(Stored data entries)
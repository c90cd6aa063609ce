//! Connection registry: the bidirectional mapping between live connections
//! and claimed usernames.
//!
//! Single source of truth for "who is online and where". Entries are kept in
//! insertion order because the lookup policy under duplicate usernames is
//! first-match: two connections may claim the same username, and directed
//! routing resolves to whichever registered first. Registration performs no
//! uniqueness check.

use crate::protocol::{ConnectionId, ParticipantInfo};

/// A connection bound to a claimed username.
#[derive(Debug, Clone, PartialEq, Eq)]
pub struct Participant {
    /// Transport connection handle.
    pub connection_id: ConnectionId,
    /// Claimed username (unauthenticated).
    pub username: String,
}

/// Insertion-ordered registry of participants.
///
/// Mutated only by [`Registry::register`] (append) and
/// [`Registry::unregister`] (remove by connection); read by every routing
/// operation. Entries live exactly as long as their connection.
#[derive(Debug, Default)]
pub struct Registry {
    entries: Vec<Participant>,
}

impl Registry {
    /// Create an empty registry.
    #[must_use]
    pub fn new() -> Self {
        Self {
            entries: Vec::new(),
        }
    }

    /// Append a participant. Duplicate usernames are allowed; later lookups
    /// for a duplicated name resolve to the earliest entry.
    pub fn register(&mut self, connection_id: ConnectionId, username: String) {
        self.entries.push(Participant {
            connection_id,
            username,
        });
    }

    /// Resolve a username to its connection (first match in insertion order).
    ///
    /// A miss is not an error: callers drop the message, matching the relay's
    /// best-effort delivery model.
    #[must_use]
    pub fn lookup(&self, username: &str) -> Option<ConnectionId> {
        self.entries
            .iter()
            .find(|p| p.username == username)
            .map(|p| p.connection_id)
    }

    /// Remove the participant bound to this connection, if any, returning it
    /// for cleanup cascades.
    pub fn unregister(&mut self, connection_id: ConnectionId) -> Option<Participant> {
        let index = self
            .entries
            .iter()
            .position(|p| p.connection_id == connection_id)?;
        Some(self.entries.remove(index))
    }

    /// Current presence list, used for full `joined` broadcasts.
    #[must_use]
    pub fn snapshot(&self) -> Vec<ParticipantInfo> {
        self.entries
            .iter()
            .map(|p| ParticipantInfo {
                connection_id: p.connection_id,
                username: p.username.clone(),
            })
            .collect()
    }

    /// Number of registered participants.
    #[must_use]
    pub fn len(&self) -> usize {
        self.entries.len()
    }

    /// Whether no participants are registered.
    #[must_use]
    pub fn is_empty(&self) -> bool {
        self.entries.is_empty()
    }
}

#[cfg(test)]
#[allow(clippy::unwrap_used, clippy::expect_used, clippy::indexing_slicing)]
mod tests {
    use super::*;

    #[test]
    fn test_register_and_lookup() {
        let mut registry = Registry::new();
        let conn = ConnectionId::new();

        registry.register(conn, "alice".to_string());

        assert_eq!(registry.lookup("alice"), Some(conn));
        assert_eq!(registry.lookup("bob"), None);
        assert_eq!(registry.len(), 1);
    }

    #[test]
    fn test_duplicate_usernames_resolve_to_first_registration() {
        let mut registry = Registry::new();
        let first = ConnectionId::new();
        let second = ConnectionId::new();

        registry.register(first, "alice".to_string());
        registry.register(second, "alice".to_string());

        assert_eq!(registry.lookup("alice"), Some(first));
        assert_eq!(registry.len(), 2);
    }

    #[test]
    fn test_unregister_removes_exactly_one_entry() {
        let mut registry = Registry::new();
        let c1 = ConnectionId::new();
        let c2 = ConnectionId::new();
        registry.register(c1, "alice".to_string());
        registry.register(c2, "alice".to_string());

        let removed = registry.unregister(c1).unwrap();
        assert_eq!(removed.username, "alice");
        assert_eq!(removed.connection_id, c1);

        // The duplicate now resolves.
        assert_eq!(registry.lookup("alice"), Some(c2));
        assert_eq!(registry.len(), 1);
    }

    #[test]
    fn test_unregister_unknown_connection_is_none() {
        let mut registry = Registry::new();
        registry.register(ConnectionId::new(), "alice".to_string());

        assert!(registry.unregister(ConnectionId::new()).is_none());
        assert_eq!(registry.len(), 1);
    }

    #[test]
    fn test_snapshot_preserves_insertion_order() {
        let mut registry = Registry::new();
        let c1 = ConnectionId::new();
        let c2 = ConnectionId::new();
        registry.register(c1, "alice".to_string());
        registry.register(c2, "bob".to_string());

        let snapshot = registry.snapshot();
        assert_eq!(snapshot.len(), 2);
        assert_eq!(snapshot[0].username, "alice");
        assert_eq!(snapshot[0].connection_id, c1);
        assert_eq!(snapshot[1].username, "bob");
    }

    #[test]
    fn test_empty_registry() {
        let registry = Registry::new();
        assert!(registry.is_empty());
        assert!(registry.snapshot().is_empty());
        assert_eq!(registry.lookup("anyone"), None);
    }
}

■ **Exercise objective**
Could you return all of the entries exactly as they stand?

■ **Solution below**
repository c90cd6aa063609ce
//! Connection registry: the bidirectional mapping between live connections
//! and claimed usernames.
//!
//! Single source of truth for "who is online and where". Entries are kept in
//! insertion order because the lookup policy under duplicate usernames is
//! first-match: two connections may claim the same username, and directed
//! routing resolves to whichever registered first. Registration performs no
//! uniqueness check.

use crate::protocol::{ConnectionId, ParticipantInfo};

/// A connection bound to a claimed username.
#[derive(Debug, Clone, PartialEq, Eq)]
pub struct Participant {
    /// Transport connection handle.
    pub connection_id: ConnectionId,
    /// Claimed username (unauthenticated).
    pub username: String,
}

/// Insertion-ordered registry of participants.
///
/// Mutated only by [`Registry::register`] (append) and
/// [`Registry::unregister`] (remove by connection); read by every routing
/// operation. Entries live exactly as long as their connection.
#[derive(Debug, Default)]
pub struct Registry {
    entries: Vec<Participant>,
}

impl Registry {
    /// Create an empty registry.
    #[must_use]
    pub fn new() -> Self {
        Self {
            entries: Vec::new(),
        }
    }

    /// Append a participant. Duplicate usernames are allowed; later lookups
    /// for a duplicated name resolve to the earliest entry.
    pub fn register(&mut self, connection_id: ConnectionId, username: String) {
        self.entries.push(Participant {
            connection_id,
            username,
        });
    }

    /// Resolve a username to its connection (first match in insertion order).
    ///
    /// A miss is not an error: callers drop the message, matching the relay's
    /// best-effort delivery model.
    #[must_use]
    pub fn lookup(&self, username: &str) -> Option<ConnectionId> {
        self.entries
            .iter()
            .find(|p| p.username == username)
            .map(|p| p.connection_id)
    }

    /// Remove the participant bound to this connection, if any, returning it
    /// for cleanup cascades.
    pub fn unregister(&mut self, connection_id: ConnectionId) -> Option<Participant> {
        let index = self
            .entries
            .iter()
            .position(|p| p.connection_id == connection_id)?;
        Some(self.entries.remove(index))
    }

    /// Current presence list, used for full `joined` broadcasts.
    #[must_use]
    pub fn snapshot(&self) -> Vec<ParticipantInfo> {
        self.entries
            .iter()
            .map(|p| ParticipantInfo {
                connection_id: p.connection_id,
                username: p.username.clone(),
            })
            .collect()
    }

    /// Number of registered participants.
    #[must_use]
    pub fn len(&self) -> usize {
        self.entries.len()
    }

    /// Whether no participants are registered.
    #[must_use]
    pub fn is_empty(&self) -> bool {
        self.entries.is_empty()
    }
}

#[cfg(test)]
#[allow(clippy::unwrap_used, clippy::expect_used, clippy::indexing_slicing)]
mod tests {
    use super::*;

    #[test]
    fn test_register_and_lookup() {
        let mut registry = Registry::new();
        let conn = ConnectionId::new();

        registry.register(conn, "alice".to_string());

        assert_eq!(registry.lookup("alice"), Some(conn));
        assert_eq!(registry.lookup("bob"), None);
        assert_eq!(registry.len(), 1);
    }

    #[test]
    fn test_duplicate_usernames_resolve_to_first_registration() {
        let mut registry = Registry::new();
        let first = ConnectionId::new();
        let second = ConnectionId::new();

        registry.register(first, "alice".to_string());
        registry.register(second, "alice".to_string());

        assert_eq!(registry.lookup("alice"), Some(first));
        assert_eq!(registry.len(), 2);
    }

    #[test]
    fn test_unregister_removes_exactly_one_entry() {
        let mut registry = Registry::new();
        let c1 = ConnectionId::new();
        let c2 = ConnectionId::new();
        registry.register(c1, "alice".to_string());
        registry.register(c2, "alice".to_string());

        let removed = registry.unregister(c1).unwrap();
        assert_eq!(removed.username, "alice");
        assert_eq!(removed.connection_id, c1);

        // The duplicate now resolves.
        assert_eq!(registry.lookup("alice"), Some(c2));
        assert_eq!(registry.len(), 1);
    }

    #[test]
    fn test_unregister_unknown_connection_is_none() {
        let mut registry = Registry::new();
        registry.register(ConnectionId::new(), "alice".to_string());

        assert!(registry.unregister(ConnectionId::new()).is_none());
        assert_eq!(registry.len(), 1);
    }

    #[test]
    fn test_snapshot_preserves_insertion_order() {
        let mut registry = Registry::new();
        let c1 = ConnectionId::new();
        let c2 = ConnectionId::new();
        registry.register(c1, "alice".to_string());
        registry.register(c2, "bob".to_string());

        let snapshot = registry.snapshot();
        assert_eq!(snapshot.len(), 2);
        assert_eq!(snapshot[0].username, "alice");
        assert_eq!(snapshot[0].connection_id, c1);
        assert_eq!(snapshot[1].username, "bob");
    }

    #[test]
    fn test_empty_registry() {
        let registry = Registry::new();
        assert!(registry.is_empty());
        assert!(registry.snapshot().is_empty());
        assert_eq!(registry.lookup("anyone"), None);
    }
}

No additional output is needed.